Tendia eu para os “ilegalistas”, no desvio do “anarquismo individualista”…Melhor do que comunista ou progressista, como passariam a chamar-se as crianças de Lenin. Confesso que, até hoje, hesito em distinguir essas marcas de “terroir”, a exemplo das exigências dos vinhos da Toscana.
De anarquista envergonhado, estágio alcançado nestes anos de COVID republicano, a pessimista, optei pelo substantivo, transformado em adjetivo injurioso e suspeito.
Mas aos 88 anos, já somos outra pessoa.
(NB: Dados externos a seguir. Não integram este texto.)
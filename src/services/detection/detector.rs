// AI Text Detector
// Validates input, runs the metrics analyzer, scores the record with the
// configured strategy and decides against the dynamic threshold

use std::fmt;

use thiserror::Error;
use tracing::{debug, info, warn};

use super::analyzer::analyze_text;
use super::scoring::{strategy_for, AdaptiveScorer, ScoringStrategy};
use super::threshold::{confidence_of, dynamic_threshold, generate_reasons};
use crate::models::{DetailedDetection, DetectionResult, DetectorConfig, MetricsRecord};
use crate::services::lexicon::Lexicon;

#[derive(Error, Debug, Clone, PartialEq, Eq)]
pub enum DetectionError {
    #[error("Text cannot be empty")]
    EmptyInput,
    #[error("Text too short for reliable analysis (minimum {min} characters)")]
    TooShort { min: usize, actual: usize },
}

pub struct AiTextDetector {
    config: DetectorConfig,
    strategy: Box<dyn ScoringStrategy>,
    lexicon: &'static Lexicon,
}

impl fmt::Debug for AiTextDetector {
    fn fmt(&self, f: &mut fmt::Formatter<'_>) -> fmt::Result {
        f.debug_struct("AiTextDetector")
            .field("config", &self.config)
            .field("strategy", &self.strategy.version())
            .finish()
    }
}

impl Default for AiTextDetector {
    fn default() -> Self {
        Self::new(DetectorConfig::default())
    }
}

impl AiTextDetector {
    /// Build a detector. An unknown strategy version falls back to
    /// `adaptive-v3`.
    pub fn new(config: DetectorConfig) -> Self {
        let strategy = strategy_for(&config.strategy).unwrap_or_else(|| {
            warn!(
                "[DETECTOR] Unknown scoring strategy '{}', using {}",
                config.strategy,
                AdaptiveScorer.version()
            );
            Box::new(AdaptiveScorer)
        });
        Self {
            config,
            strategy,
            lexicon: Lexicon::standard(),
        }
    }

    pub fn config(&self) -> &DetectorConfig {
        &self.config
    }

    pub fn strategy_version(&self) -> &'static str {
        self.strategy.version()
    }

    fn validate(&self, text: &str) -> Result<(), DetectionError> {
        let trimmed = text.trim();
        if trimmed.is_empty() {
            return Err(DetectionError::EmptyInput);
        }
        let actual = trimmed.chars().count();
        if actual < self.config.min_chars {
            return Err(DetectionError::TooShort {
                min: self.config.min_chars,
                actual,
            });
        }
        Ok(())
    }

    /// Full metrics record for `text`, after the same input checks as
    /// [`detect`](Self::detect).
    pub fn analyze(&self, text: &str) -> Result<MetricsRecord, DetectionError> {
        self.validate(text)?;
        Ok(analyze_text(text, self.lexicon))
    }

    pub fn detect(&self, text: &str) -> Result<DetectionResult, DetectionError> {
        self.detect_with_metrics(text).map(|detailed| detailed.result)
    }

    /// Detection result together with the metrics record, the threshold it
    /// was decided against and the strategy version.
    pub fn detect_with_metrics(&self, text: &str) -> Result<DetailedDetection, DetectionError> {
        let metrics = self.analyze(text)?;
        let score = self.strategy.score(&metrics);

        let threshold = match self.strategy.fixed_threshold() {
            Some(fixed) => fixed,
            None => {
                let breakdown = dynamic_threshold(&metrics, text, self.config.literary_heuristics);
                debug!("[DETECTOR] Threshold breakdown: {:?}", breakdown);
                breakdown.threshold()
            }
        };

        debug!(
            "[DETECTOR] perplexity={:.3}, burstiness={:.3}, human={:.3}, informal={:.3}, emotional={:.3}",
            metrics.perplexity,
            metrics.burstiness,
            metrics.human_likeness_indicators,
            metrics.informalness_score,
            metrics.emotional_tone_variability
        );

        let is_ai_generated = score > threshold;
        let result = DetectionResult {
            is_ai_generated,
            confidence: confidence_of(score),
            reasons: generate_reasons(&metrics, score),
            score,
            perplexity_score: metrics.perplexity,
            burstiness_score: metrics.burstiness,
        };

        info!(
            "[DETECTOR] {}: score={:.4}, threshold={:.3}, ai={}, reasons={}",
            self.strategy.version(),
            score,
            threshold,
            is_ai_generated,
            result.reasons.len()
        );

        Ok(DetailedDetection {
            result,
            metrics,
            threshold,
            strategy: self.strategy.version().to_string(),
        })
    }
}
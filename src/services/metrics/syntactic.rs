// Syntactic and Semantic Analysis
// Clause density, sentence-to-sentence overlap and local n-gram statistics

use super::frequency_table;
use crate::services::patterns::{conjunction_re, count, subordinator_re};
use crate::services::text_processor::{sentence_word_count, tokenize_words};
use indexmap::IndexMap;
use std::collections::HashSet;

/// Mean per-sentence clause density: subordinators plus conjunctions, with a
/// +2 penalty above 30 words and a further +3 above 40, divided by the
/// sentence's word count.
pub fn calculate_syntactic_complexity(sentences: &[String]) -> f64 {
    if sentences.is_empty() {
        return 0.0;
    }

    let total: f64 = sentences
        .iter()
        .map(|sentence| {
            let len = sentence_word_count(sentence);
            let mut complexity = count(subordinator_re(), sentence) + count(conjunction_re(), sentence);
            if len > 30 {
                complexity += 2;
            }
            if len > 40 {
                complexity += 3;
            }
            complexity as f64 / len as f64
        })
        .sum();

    total / sentences.len() as f64
}

/// Mean Jaccard overlap between the word sets of consecutive sentences.
pub fn calculate_semantic_coherence(sentences: &[String]) -> f64 {
    if sentences.len() < 2 {
        return 1.0;
    }

    let word_sets: Vec<HashSet<String>> = sentences
        .iter()
        .map(|s| tokenize_words(s).into_iter().collect())
        .collect();

    let total: f64 = word_sets
        .windows(2)
        .map(|pair| jaccard(&pair[0], &pair[1]))
        .sum();

    total / (sentences.len() - 1) as f64
}

pub(crate) fn jaccard(a: &HashSet<String>, b: &HashSet<String>) -> f64 {
    let intersection = a.intersection(b).count();
    let union = a.len() + b.len() - intersection;
    intersection as f64 / union.max(1) as f64
}

/// Share of distinct trigrams that occur more than once.
pub fn calculate_ngram_repetition(words: &[String]) -> f64 {
    let mut trigrams: HashSet<&[String]> = HashSet::new();
    let mut repeated: HashSet<&[String]> = HashSet::new();
    for triple in words.windows(3) {
        if !trigrams.insert(triple) {
            repeated.insert(triple);
        }
    }
    repeated.len() as f64 / trigrams.len().max(1) as f64
}

/// Mass of bigrams seen more than twice as often as their unigram
/// frequencies predict under independence, as a share of all bigrams.
pub fn calculate_bigram_unusualness(words: &[String]) -> f64 {
    if words.len() < 2 {
        return 0.0;
    }

    let unigrams = frequency_table(words);
    let mut bigrams: IndexMap<(&str, &str), usize> = IndexMap::new();
    for pair in words.windows(2) {
        *bigrams.entry((pair[0].as_str(), pair[1].as_str())).or_insert(0) += 1;
    }

    let total_words = words.len() as f64;
    let total_bigrams = (words.len() - 1) as f64;
    let mut unusualness = 0.0;
    for (&(first, second), &observed) in &bigrams {
        let first_count = unigrams.get(first).copied().unwrap_or(0) as f64;
        let second_count = unigrams.get(second).copied().unwrap_or(0) as f64;
        let expected = first_count * second_count / total_words;
        let observed = observed as f64;
        if observed > expected * 2.0 {
            unusualness += observed / total_bigrams;
        }
    }

    unusualness.min(1.0)
}
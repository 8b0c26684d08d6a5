// Metrics Analyzer
// Tokenizes a text once and runs every metric over it

use crate::models::MetricsRecord;
use crate::services::lexicon::Lexicon;
use crate::services::metrics::*;
use crate::services::text_processor::{split_sentences, tokenize_words};

/// Tokens longer than two characters. Vocabulary-shape metrics use these so
/// articles and short particles do not dominate the counts.
fn clean_words(words: &[String]) -> Vec<String> {
    words.iter().filter(|w| w.chars().count() > 2).cloned().collect()
}

/// Compute the full metrics record for `text`.
pub fn analyze_text(text: &str, lexicon: &Lexicon) -> MetricsRecord {
    let sentences = split_sentences(text);
    let words = tokenize_words(text);
    let clean = clean_words(&words);

    MetricsRecord {
        perplexity: calculate_perplexity(&words),
        burstiness: calculate_burstiness(&sentences),
        average_words_per_sentence: calculate_average_words_per_sentence(&sentences),
        sentence_variability: calculate_sentence_variability(&sentences),
        lexical_diversity: calculate_lexical_diversity(&clean),
        readability_score: calculate_readability_score(&sentences, &words),
        syntactic_complexity: calculate_syntactic_complexity(&sentences),
        semantic_coherence: calculate_semantic_coherence(&sentences),
        n_gram_repetition: calculate_ngram_repetition(&words),
        punctuation_patterns: analyze_punctuation_patterns(text, &words),
        word_frequency_distribution: analyze_word_frequency_distribution(&clean),
        transition_density: calculate_transition_density(&clean, lexicon),
        formality_index: calculate_formality_index(&clean, lexicon),
        vocabulary_richness: calculate_vocabulary_richness(&clean),
        contextual_consistency: calculate_contextual_consistency(&sentences, lexicon),
        entropy_score: calculate_entropy_score(&words),
        human_likeness_indicators: calculate_human_likeness_indicators(text, &words, &sentences, lexicon),
        emotional_tone_variability: calculate_emotional_tone_variability(text, &words, lexicon),
        discourse_marker_patterns: calculate_discourse_marker_patterns(&clean, lexicon),
        function_word_analysis: calculate_function_word_analysis(&clean, lexicon),
        informalness_score: calculate_informalness_score(text, &words, &sentences, lexicon),
        sentence_structure_entropy: calculate_sentence_structure_entropy(&sentences),
        topic_coherence_score: calculate_topic_coherence_score(&sentences, lexicon),
        bigram_unusualness: calculate_bigram_unusualness(&words),
        stylometric_signature: calculate_stylometric_signature(text, &sentences, &words),
    }
}

#[cfg(test)]
mod tests {
    use super::*;

    const FORMAL: &str = "Artificial intelligence represents a significant advancement in modern \
        technology. Furthermore, it is important to note that these systems demonstrate remarkable \
        capabilities. Moreover, organizations are increasingly leveraging these tools to optimize \
        their operations.";

    #[test]
    fn test_clean_words_drops_short_tokens() {
        let words = tokenize_words("it is a big dog and an ox");
        assert_eq!(clean_words(&words), vec!["big", "dog", "and"]);
    }

    #[test]
    fn test_bounded_metrics_stay_in_range() {
        let m = analyze_text(FORMAL, Lexicon::standard());
        for value in [
            m.lexical_diversity,
            m.semantic_coherence,
            m.n_gram_repetition,
            m.vocabulary_richness,
            m.contextual_consistency,
            m.entropy_score,
            m.human_likeness_indicators,
            m.emotional_tone_variability,
            m.discourse_marker_patterns,
            m.function_word_analysis,
            m.informalness_score,
            m.sentence_structure_entropy,
            m.topic_coherence_score,
            m.bigram_unusualness,
            m.stylometric_signature,
        ] {
            assert!((0.0..=1.0).contains(&value), "out of range: {}", value);
        }
        assert!(m.perplexity > 0.0);
    }

    #[test]
    fn test_formal_sample_uses_transitions() {
        let m = analyze_text(FORMAL, Lexicon::standard());
        assert!(m.transition_density > 2.0);
        assert!(m.burstiness < 0.0);
        assert_eq!(m.informalness_score, 0.0);
    }

    #[test]
    fn test_analysis_is_deterministic() {
        let a = analyze_text(FORMAL, Lexicon::standard());
        let b = analyze_text(FORMAL, Lexicon::standard());
        assert_eq!(a, b);
    }
}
A cultura brasileira no que ela tem de mais mesquinho e discriminatório impõe e designa o papel dos velhos na sociedade:
“O ‘seu’ Paulo está ainda com a letrinha boa…”, comenta a funcionária do Banco ao receber por escrito a minha confissão de estar vivo para continuar a receber a aposentadoria.
“Ainda dirigindo?”, ri com ar de censura o filho de uma amiga sexagenária ao me ver aboletado no meu carro agarrado ao volante.
E o meu nefrologista carioca para dar um empurrãozinho na conversa, no começo de uma consulta de revisão:
“Como encara, na sua idade, os desafios da finitude?”
Ou o clínico-oncologista abrindo com certo enfado os envelopes de imagens, radiografias, tomografias e laudos afins, com aquela naturalidade de caçador de linfomas:
“— Para a sua idade, está bem,,,”
Pois bem. Assumo o meu pessimismo ancestral ( não sou, aliás, o único caso na família!). Se a lei permitir e não houver daqui para lá uma emenda constitucional monocrática de emergência, pretendo que tratem como um cadeirante pessimista. É meu direito.
Quos Jupiter vult perdere, dementat prius.
Paulo Elpídio de Menezes Neto é cientista político, professor, escritor e ex-reitor da UFC
Respostas de 2
Um dos mais sinceros e lúcidos comentários sobre nosso INVERNO EXISTENCIAL!
Gostei por demais… talvez por me ver no mesmo caminho, à altura dos meus 81, dos quais 22 vividos em Fortaleza, minha Terra Natal, onde graduei-me em Agronomia pela UFC, em 1965. Os outros 59 em Santa Catarina, com minha Família
Em Santa Catarina atuei por 34 anos na ACARESC, Serviço de Extensão Rural, e outros 34 no Centro de Ciências Agrárias da UFC.